The second issue is the volume of data and of documents/emails etc that are being generated inside the enterprise. Most companies have no idea of the volume of information on shared drives, but my guess is that for most large companies it is in multiples of terabytes. The folder structures of these shared drives is usually noticeable by its absence. Whether it is managers looking for information or compliance authorities checking on the state of the business searching through this black hole is all but impossible. Even powerful enterprise search applications are not going to do much to help. We are in to text mining and sentiment analysis where context is everything.

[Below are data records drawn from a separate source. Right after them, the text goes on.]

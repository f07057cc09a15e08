#![forbid(unsafe_code)]

//! Durable key-value preference storage.
//!
//! The controller persists exactly one value, the theme, under a configurable
//! key. Backends implement [`PreferenceStore`]:
//!
//! - [`MemoryStore`]: in-memory, used by tests and when the browser denies
//!   access to `localStorage`.
//! - `LocalStorage` in `folio-web`: the per-origin browser store.
//!
//! # Failure Modes
//!
//! | Failure | Cause | Behavior |
//! |---------|-------|----------|
//! | `StorageError::Unavailable` | Storage disabled or blocked | Default theme used, logged |
//! | `StorageError::Rejected` | Quota exceeded, write refused | Theme still applied, logged |
//! | Unparseable value | Foreign writer, old format | Default theme used, logged |
//!
//! Storage failures never panic and never stop the visual theme change.

use std::collections::HashMap;
use std::fmt;

use crate::theme::Theme;
use crate::warn;

/// Errors that can occur while reading or writing a preference.
#[derive(Debug, Clone, PartialEq, Eq)]
pub enum StorageError {
    /// The backing store cannot be reached at all.
    Unavailable(String),
    /// The store refused a read or write.
    Rejected(String),
}

impl fmt::Display for StorageError {
    fn fmt(&self, f: &mut fmt::Formatter<'_>) -> fmt::Result {
        match self {
            StorageError::Unavailable(msg) => write!(f, "storage unavailable: {msg}"),
            StorageError::Rejected(msg) => write!(f, "storage rejected operation: {msg}"),
        }
    }
}

impl std::error::Error for StorageError {}

/// Result type for storage operations.
pub type StorageResult<T> = Result<T, StorageError>;

/// A durable string-to-string preference store.
pub trait PreferenceStore {
    /// Human-readable name for logging.
    fn name(&self) -> &str;

    /// Read the value stored under `key`, `None` if absent.
    fn get(&self, key: &str) -> StorageResult<Option<String>>;

    /// Store `value` under `key`, replacing any previous value.
    fn set(&mut self, key: &str, value: &str) -> StorageResult<()>;
}

/// In-memory preference store.
///
/// Values are lost when the store is dropped.
#[derive(Debug, Default, Clone)]
pub struct MemoryStore {
    data: HashMap<String, String>,
    unavailable: bool,
}

impl MemoryStore {
    /// Create a new empty store.
    #[must_use]
    pub fn new() -> Self {
        Self::default()
    }

    /// Create a store holding a single entry.
    #[must_use]
    pub fn with_entry(key: impl Into<String>, value: impl Into<String>) -> Self {
        let mut data = HashMap::new();
        data.insert(key.into(), value.into());
        Self {
            data,
            unavailable: false,
        }
    }

    /// Create a store whose every operation fails with
    /// [`StorageError::Unavailable`].
    #[must_use]
    pub fn unavailable() -> Self {
        Self {
            data: HashMap::new(),
            unavailable: true,
        }
    }

    /// Direct read access for inspection.
    #[must_use]
    pub fn peek(&self, key: &str) -> Option<&str> {
        self.data.get(key).map(String::as_str)
    }
}

impl PreferenceStore for MemoryStore {
    fn name(&self) -> &str {
        "MemoryStore"
    }

    fn get(&self, key: &str) -> StorageResult<Option<String>> {
        if self.unavailable {
            return Err(StorageError::Unavailable("memory store disabled".into()));
        }
        Ok(self.data.get(key).cloned())
    }

    fn set(&mut self, key: &str, value: &str) -> StorageResult<()> {
        if self.unavailable {
            return Err(StorageError::Unavailable("memory store disabled".into()));
        }
        self.data.insert(key.to_string(), value.to_string());
        Ok(())
    }
}

impl<S: PreferenceStore + ?Sized> PreferenceStore for Box<S> {
    fn name(&self) -> &str {
        (**self).name()
    }

    fn get(&self, key: &str) -> StorageResult<Option<String>> {
        (**self).get(key)
    }

    fn set(&mut self, key: &str, value: &str) -> StorageResult<()> {
        (**self).set(key, value)
    }
}

/// Read the stored theme, falling back to `default` when the entry is
/// missing, unparseable, or the store fails.
pub fn load_theme(store: &dyn PreferenceStore, key: &str, default: Theme) -> Theme {
    match store.get(key) {
        Ok(Some(raw)) => match raw.parse::<Theme>() {
            Ok(theme) => theme,
            Err(err) => {
                warn!(store = store.name(), key, error = %err, "ignoring stored theme");
                default
            }
        },
        Ok(None) => default,
        Err(err) => {
            warn!(store = store.name(), key, error = %err, "theme preference unreadable");
            default
        }
    }
}

/// Persist `theme` under `key`.
pub fn save_theme(store: &mut dyn PreferenceStore, key: &str, theme: Theme) -> StorageResult<()> {
    store.set(key, theme.as_str())
}

#[cfg(test)]
mod tests {
    use super::*;

    #[test]
    fn memory_store_basic_operations() {
        let mut store = MemoryStore::new();
        assert_eq!(store.get("theme"), Ok(None));

        store.set("theme", "light").unwrap();
        assert_eq!(store.get("theme"), Ok(Some("light".to_string())));

        store.set("theme", "dark").unwrap();
        assert_eq!(store.peek("theme"), Some("dark"));
    }

    #[test]
    fn unavailable_store_fails_every_operation() {
        let mut store = MemoryStore::unavailable();
        assert!(matches!(store.get("theme"), Err(StorageError::Unavailable(_))));
        assert!(matches!(
            store.set("theme", "dark"),
            Err(StorageError::Unavailable(_))
        ));
    }

    #[test]
    fn load_theme_defaults_when_missing() {
        let store = MemoryStore::new();
        assert_eq!(load_theme(&store, "theme", Theme::Dark), Theme::Dark);
        assert_eq!(load_theme(&store, "theme", Theme::Light), Theme::Light);
    }

    #[test]
    fn load_theme_reads_stored_value() {
        let store = MemoryStore::with_entry("theme", "light");
        assert_eq!(load_theme(&store, "theme", Theme::Dark), Theme::Light);
    }

    #[test]
    fn load_theme_ignores_garbage_and_failures() {
        let store = MemoryStore::with_entry("theme", "sepia");
        assert_eq!(load_theme(&store, "theme", Theme::Dark), Theme::Dark);

        let store = MemoryStore::unavailable();
        assert_eq!(load_theme(&store, "theme", Theme::Dark), Theme::Dark);
    }

    #[test]
    fn save_theme_writes_canonical_spelling() {
        let mut store = MemoryStore::new();
        save_theme(&mut store, "pref", Theme::Light).unwrap();
        assert_eq!(store.peek("pref"), Some("light"));
    }

    #[test]
    fn storage_error_display() {
        assert_eq!(
            StorageError::Unavailable("blocked".into()).to_string(),
            "storage unavailable: blocked"
        );
        assert_eq!(
            StorageError::Rejected("quota".into()).to_string(),
            "storage rejected operation: quota"
        );
    }
}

But even then this is not just a technology issue. Companies still pay little attention to information management. No one wants to take responsibility for information quality, conformance and discovery. You can see this in the intranet space where often it is the department that has the least effective way of saying 'no' that ends up with the intranet by default. Ask any Chief Information Officer what percentage of the information assets by value to the business they have under their direct management and be surprised if they have any sort of answer. Few companies seem to take an integrated approach to information management and according to a Deloitte study from 2007 (pdf) there are some serious deficiences in the way in which non-financial information on business performance is provided to Board executives.  In October the Butler Group are presenting a two day course on information management and I would absolutely support the introduction to the course. Realistically I doubt that having an information management strategy would have prevented the credit-crunch - there are none so blind as will not see. But the scale might have been reduced and the recovery enhanced by a more professional approach to the management of information.